KARACHI: Discovering that your loved one suffers from a mental illness and then dealing with the discovery can be challenging for many. It could lead to trauma, neglect of one’s own daily routine as well as severe depression.
At a seminar held at ‘The Recovery House’, a psychiatric rehabilitation centre, presenters stressed the methods of coping with the mental illness of a loved one. The two-hour event titled When Someone You Love Has Mental Illness was dedicated to the caregivers of people who may be suffering from mental illness.
Recovery House Director Naheed Khan introduced the facility as a non-profit organization committed to promoting recovery from mental illness through a collaborative, client-centered program. She described the facility as a psychiatric rehabilitation centre ‘with a difference’.
The main speaker of the seminar was Dr Uzma Ambreen, who has been associated with Pakistan Association for Mental Health since 1998. She took over as clinical director at the institute in 2014.
Dr Ambreen spoke at length about the complexities that a family has to face when a member becomes afflicted with a chronic mental illness and advised the audience about strategies to accept and handle the situation. She called it a ‘crisis’ that needed to undergo a ‘family recovery process’, which can help the caregivers and the patient alike.
The speaker described all the stages that the family has to go through after discovering that a loved one is mentally disabled, whether it is schizophrenia, obsessive-compulsive disorder or anorexia nervosa. Shock and denial are the foremost reactions. According to the doctor, denial and fear does not instantly vanish even when the treatment begins; it is a recurring feeling and may never fade away completely. The family experiences a sense of loss similar to losing a loved one, as a mental disability may change a person completely.

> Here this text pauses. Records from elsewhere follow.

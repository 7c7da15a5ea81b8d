//! IP whitelist model

use serde::{Deserialize, Serialize};

/// Source address permitted to call the external ingestion endpoint
#[derive(Debug, Clone, PartialEq, Eq, Serialize, Deserialize)]
pub struct IpWhitelistEntry {
    pub id: i64,
    /// Normalized IPv4/IPv6 literal
    pub address: String,
    pub label: String,
    pub is_active: bool,
    pub created_at: i64,
}

/// Create whitelist entry payload
#[derive(Debug, Clone, Serialize, Deserialize)]
pub struct IpWhitelistCreate {
    pub address: String,
    #[serde(default)]
    pub label: String,
}
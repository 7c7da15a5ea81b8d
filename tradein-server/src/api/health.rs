//! Health check endpoint

use axum::Json;

pub async fn health_check() -> Json<serde_json::Value> {
    Json(serde_json::json!({
        "status": "ok",
        "service": "tradein-server",
        "version": env!("CARGO_PKG_VERSION"),
        "git_hash": option_env!("GIT_HASH").unwrap_or("dev"),
    }))
}
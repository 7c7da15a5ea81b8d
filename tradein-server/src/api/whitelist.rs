//! Whitelist management endpoints

use std::net::IpAddr;

use axum::Json;
use axum::extract::rejection::JsonRejection;
use axum::extract::{Path, State};
use shared::error::{AppError, ErrorCode};
use shared::models::{IpWhitelistCreate, IpWhitelistEntry};
use shared::util::{now_millis, snowflake_id};

use super::{ApiResult, bad_body};
use crate::state::AppState;

/// GET /api/whitelist
pub async fn list_entries(State(state): State<AppState>) -> ApiResult<Vec<IpWhitelistEntry>> {
    let entries = state.stores.whitelist.list().await.map_err(crate::error::ServiceError::from)?;
    Ok(Json(entries))
}

/// POST /api/whitelist
///
/// Addresses are stored in canonical form so that IPv4-mapped IPv6 input
/// matches the gate's normalized lookup.
pub async fn add_entry(
    State(state): State<AppState>,
    body: Result<Json<IpWhitelistCreate>, JsonRejection>,
) -> ApiResult<IpWhitelistEntry> {
    let Json(req) = body.map_err(bad_body)?;
    let address = req
        .address
        .trim()
        .parse::<IpAddr>()
        .map_err(|_| {
            AppError::with_message(ErrorCode::InvalidFormat, "address must be an IPv4 or IPv6 literal")
                .with_detail("address", req.address.clone())
        })?
        .to_canonical();

    let entry = IpWhitelistEntry {
        id: snowflake_id(),
        address: address.to_string(),
        label: req.label.trim().to_string(),
        is_active: true,
        created_at: now_millis(),
    };
    state
        .stores
        .whitelist
        .insert(&entry)
        .await
        .map_err(crate::error::ServiceError::from)?;

    tracing::info!(address = %entry.address, label = %entry.label, "Whitelist entry added");
    Ok(Json(entry))
}

/// DELETE /api/whitelist/{id}
pub async fn deactivate_entry(
    State(state): State<AppState>,
    Path(id): Path<i64>,
) -> ApiResult<serde_json::Value> {
    let deactivated = state
        .stores
        .whitelist
        .deactivate(id)
        .await
        .map_err(crate::error::ServiceError::from)?;
    if !deactivated {
        return Err(AppError::not_found(format!("Whitelist entry {id}")));
    }

    tracing::info!(id, "Whitelist entry deactivated");
    Ok(Json(serde_json::json!({ "id": id, "is_active": false })))
}
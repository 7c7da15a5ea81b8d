//! Device and pricing queries

use async_trait::async_trait;
use rust_decimal::Decimal;
use shared::models::{Device, GradePrices, PricingEntry};

use super::{PgStore, map_unique};
use crate::db::{CatalogStore, PricingFilter, StoreResult};

#[derive(sqlx::FromRow)]
struct DeviceRow {
    id: i64,
    brand: String,
    model: String,
    full_name: String,
    category: String,
    is_active: bool,
}

impl From<DeviceRow> for Device {
    fn from(row: DeviceRow) -> Self {
        Device {
            id: row.id,
            brand: row.brand,
            model: row.model,
            full_name: row.full_name,
            category: row.category,
            is_active: row.is_active,
        }
    }
}

#[derive(sqlx::FromRow)]
struct PricingRow {
    id: i64,
    device_id: i64,
    device_name: String,
    network: String,
    storage: String,
    price_new: Decimal,
    price_good: Decimal,
    price_broken: Decimal,
    updated_at: i64,
}

impl From<PricingRow> for PricingEntry {
    fn from(row: PricingRow) -> Self {
        PricingEntry {
            id: row.id,
            device_id: row.device_id,
            device_name: row.device_name,
            network: row.network,
            storage: row.storage,
            prices: GradePrices::new(row.price_new, row.price_good, row.price_broken),
            updated_at: row.updated_at,
        }
    }
}

const PRICING_COLUMNS: &str = "id, device_id, device_name, network, storage, price_new, price_good, price_broken, updated_at";

#[async_trait]
impl CatalogStore for PgStore {
    async fn find_active_device_by_name(&self, name: &str) -> StoreResult<Option<Device>> {
        let row: Option<DeviceRow> = sqlx::query_as(
            "SELECT id, brand, model, full_name, category, is_active FROM devices WHERE full_name = $1 AND is_active LIMIT 1",
        )
        .bind(name)
        .fetch_optional(&self.pool)
        .await?;
        Ok(row.map(Device::from))
    }

    async fn find_device(&self, id: i64) -> StoreResult<Option<Device>> {
        let row: Option<DeviceRow> = sqlx::query_as(
            "SELECT id, brand, model, full_name, category, is_active FROM devices WHERE id = $1",
        )
        .bind(id)
        .fetch_optional(&self.pool)
        .await?;
        Ok(row.map(Device::from))
    }

    async fn find_pricing(
        &self,
        device_id: i64,
        network: &str,
        storage: &str,
    ) -> StoreResult<Option<PricingEntry>> {
        let row: Option<PricingRow> = sqlx::query_as(&format!(
            "SELECT {PRICING_COLUMNS} FROM pricing WHERE device_id = $1 AND network = $2 AND storage = $3"
        ))
        .bind(device_id)
        .bind(network)
        .bind(storage)
        .fetch_optional(&self.pool)
        .await?;
        Ok(row.map(PricingEntry::from))
    }

    async fn list_pricing(&self, filter: &PricingFilter) -> StoreResult<Vec<PricingEntry>> {
        let rows: Vec<PricingRow> = sqlx::query_as(&format!(
            r#"
            SELECT {PRICING_COLUMNS} FROM pricing
            WHERE ($1::BIGINT IS NULL OR device_id = $1)
              AND ($2::TEXT IS NULL OR network = $2)
              AND ($3::TEXT IS NULL OR storage = $3)
            ORDER BY device_name, network, storage
            "#
        ))
        .bind(filter.device_id)
        .bind(filter.network.as_deref())
        .bind(filter.storage.as_deref())
        .fetch_all(&self.pool)
        .await?;
        Ok(rows.into_iter().map(PricingEntry::from).collect())
    }

    async fn update_prices(&self, updates: &[(i64, GradePrices)], now: i64) -> StoreResult<u64> {
        let mut tx = self.pool.begin().await?;
        let mut written = 0;
        for (id, prices) in updates {
            written += sqlx::query(
                "UPDATE pricing SET price_new = $1, price_good = $2, price_broken = $3, updated_at = $4 WHERE id = $5",
            )
            .bind(prices.price_new)
            .bind(prices.price_good)
            .bind(prices.price_broken)
            .bind(now)
            .bind(*id)
            .execute(&mut *tx)
            .await?
            .rows_affected();
        }
        tx.commit().await?;
        Ok(written)
    }

    async fn replace_device_pricing(
        &self,
        device_id: i64,
        entries: &[PricingEntry],
    ) -> StoreResult<u64> {
        let mut tx = self.pool.begin().await?;
        sqlx::query("DELETE FROM pricing WHERE device_id = $1")
            .bind(device_id)
            .execute(&mut *tx)
            .await?;

        for entry in entries {
            sqlx::query(&format!(
                "INSERT INTO pricing ({PRICING_COLUMNS}) VALUES ($1, $2, $3, $4, $5, $6, $7, $8, $9)"
            ))
            .bind(entry.id)
            .bind(entry.device_id)
            .bind(&entry.device_name)
            .bind(&entry.network)
            .bind(&entry.storage)
            .bind(entry.prices.price_new)
            .bind(entry.prices.price_good)
            .bind(entry.prices.price_broken)
            .bind(entry.updated_at)
            .execute(&mut *tx)
            .await
            .map_err(|e| {
                map_unique(e, || {
                    format!(
                        "pricing for device {} ({} / {}) already exists",
                        entry.device_id, entry.network, entry.storage
                    )
                })
            })?;
        }
        tx.commit().await?;
        Ok(entries.len() as u64)
    }
}
//! Notifier that forwards events to the mail service over HTTP

use std::time::Duration;

use async_trait::async_trait;
use rust_decimal::Decimal;
use serde::Serialize;
use shared::models::Order;

use super::{Notifier, NotifyError};

/// Body posted to the mail service. Payout details are never included.
#[derive(Debug, Serialize)]
struct WebhookPayload<'a> {
    event: &'a str,
    order_number: &'a str,
    customer_name: &'a str,
    customer_email: &'a str,
    device_name: &'a str,
    grade: &'a str,
    offered_price: Decimal,
    #[serde(skip_serializing_if = "Option::is_none")]
    amount: Option<Decimal>,
    #[serde(skip_serializing_if = "Option::is_none")]
    old_price: Option<Decimal>,
    #[serde(skip_serializing_if = "Option::is_none")]
    new_price: Option<Decimal>,
    #[serde(skip_serializing_if = "Option::is_none")]
    reason: Option<&'a str>,
}

impl<'a> WebhookPayload<'a> {
    fn for_order(event: &'a str, order: &'a Order, email: &'a str) -> Self {
        Self {
            event,
            order_number: &order.order_number,
            customer_name: &order.customer.name,
            customer_email: email,
            device_name: &order.device.name,
            grade: order.device.grade.as_str(),
            offered_price: order.offered_price,
            amount: None,
            old_price: None,
            new_price: None,
            reason: None,
        }
    }
}

/// Upper bound on one delivery, connect included
pub const REQUEST_TIMEOUT: Duration = Duration::from_secs(10);

pub struct WebhookNotifier {
    client: reqwest::Client,
    url: String,
}

impl WebhookNotifier {
    pub fn new(url: impl Into<String>) -> Result<Self, NotifyError> {
        Self::with_timeout(url, REQUEST_TIMEOUT)
    }

    pub fn with_timeout(url: impl Into<String>, timeout: Duration) -> Result<Self, NotifyError> {
        let client = reqwest::Client::builder().timeout(timeout).build()?;
        Ok(Self {
            client,
            url: url.into(),
        })
    }

    async fn post(&self, payload: &WebhookPayload<'_>) -> Result<(), NotifyError> {
        let resp = self.client.post(&self.url).json(payload).send().await?;
        let status = resp.status();
        if !status.is_success() {
            return Err(NotifyError::Rejected(status.as_u16()));
        }
        tracing::info!(
            event = payload.event,
            order_number = payload.order_number,
            "Notification forwarded to mail service"
        );
        Ok(())
    }
}

fn recipient(order: &Order) -> Result<&str, NotifyError> {
    order
        .customer
        .email
        .as_deref()
        .filter(|e| !e.trim().is_empty())
        .ok_or_else(|| NotifyError::NoRecipient(order.order_number.clone()))
}

#[async_trait]
impl Notifier for WebhookNotifier {
    async fn send_order_confirmation(&self, order: &Order) -> Result<(), NotifyError> {
        let email = recipient(order)?;
        self.post(&WebhookPayload::for_order("order_confirmation", order, email))
            .await
    }

    async fn send_completion_notice(&self, order: &Order) -> Result<(), NotifyError> {
        let email = recipient(order)?;
        let payload = WebhookPayload {
            amount: Some(order.effective_price()),
            ..WebhookPayload::for_order("completion_notice", order, email)
        };
        self.post(&payload).await
    }

    async fn send_price_revision(
        &self,
        order: &Order,
        old_price: Decimal,
        new_price: Decimal,
        reason: &str,
    ) -> Result<(), NotifyError> {
        let email = recipient(order)?;
        let payload = WebhookPayload {
            old_price: Some(old_price),
            new_price: Some(new_price),
            reason: Some(reason),
            ..WebhookPayload::for_order("price_revision", order, email)
        };
        self.post(&payload).await
    }
}
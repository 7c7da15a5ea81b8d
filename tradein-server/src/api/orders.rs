//! Staff order endpoints

use axum::Json;
use axum::extract::rejection::{JsonRejection, QueryRejection};
use axum::extract::{Path, Query, State};
use serde::Deserialize;
use shared::models::OrderView;
use shared::order::OrderStatus;

use super::{ApiResult, bad_body, bad_query, page_window};
use crate::orders::OrderUpdate;
use crate::state::AppState;

#[derive(Deserialize)]
pub struct OrdersQuery {
    pub page: Option<i64>,
    pub per_page: Option<i64>,
}

#[derive(Deserialize)]
pub struct StatusUpdate {
    pub status: OrderStatus,
}

/// GET /api/orders
pub async fn list_orders(
    State(state): State<AppState>,
    query: Result<Query<OrdersQuery>, QueryRejection>,
) -> ApiResult<Vec<OrderView>> {
    let Query(query) = query.map_err(bad_query)?;
    let (limit, offset) = page_window(query.page, query.per_page);
    let orders = state.orders.list(limit, offset).await?;
    Ok(Json(orders.into_iter().map(OrderView::from).collect()))
}

/// GET /api/orders/{order_number}
pub async fn get_order(
    State(state): State<AppState>,
    Path(order_number): Path<String>,
) -> ApiResult<OrderView> {
    let order = state.orders.get(&order_number).await?;
    Ok(Json(order.into()))
}

/// PATCH /api/orders/{order_number}/status
pub async fn update_status(
    State(state): State<AppState>,
    Path(order_number): Path<String>,
    body: Result<Json<StatusUpdate>, JsonRejection>,
) -> ApiResult<OrderView> {
    let Json(body) = body.map_err(bad_body)?;
    let order = state.orders.update_status(&order_number, body.status).await?;
    Ok(Json(order.into()))
}

/// PUT /api/orders/{order_number}
pub async fn update_order(
    State(state): State<AppState>,
    Path(order_number): Path<String>,
    body: Result<Json<OrderUpdate>, JsonRejection>,
) -> ApiResult<OrderView> {
    let Json(update) = body.map_err(bad_body)?;
    let order = state.orders.update_order(&order_number, update).await?;
    Ok(Json(order.into()))
}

Dr Ambreen also gave guidelines on how to come out of the situation calmly and effectively. She encouraged the audience to hold ‘family interventions’ in order to set limits for the mentally ill family member and help him or her deal with the illness.
A topic extensively discussed at the seminar was social stigma. Psychiatrists explained that mental illness has to be treated the same as any other chronic illness such as diabetes or cancer. Mental diseases are also biological, just like other illnesses; hence, should be dealt with as such rather than by labelling or isolating the patient.
Dr Ambreen expressed her dismay at how the society stigmatises people with mental diseases and looks down upon them.
Contrary to stereotypical beliefs, she pointed out that less than 10 per cent of the people suffering from mental illnesses engaged in violence.
The audience for the seminar was based on all age groups and asked questions ranging from personal queries to behavioural methods of treatment.
The audience also agreed on forming a support group in order to help each other with the recovery process of dealing with the mental illness of a loved one by using The Recovery House as a platform.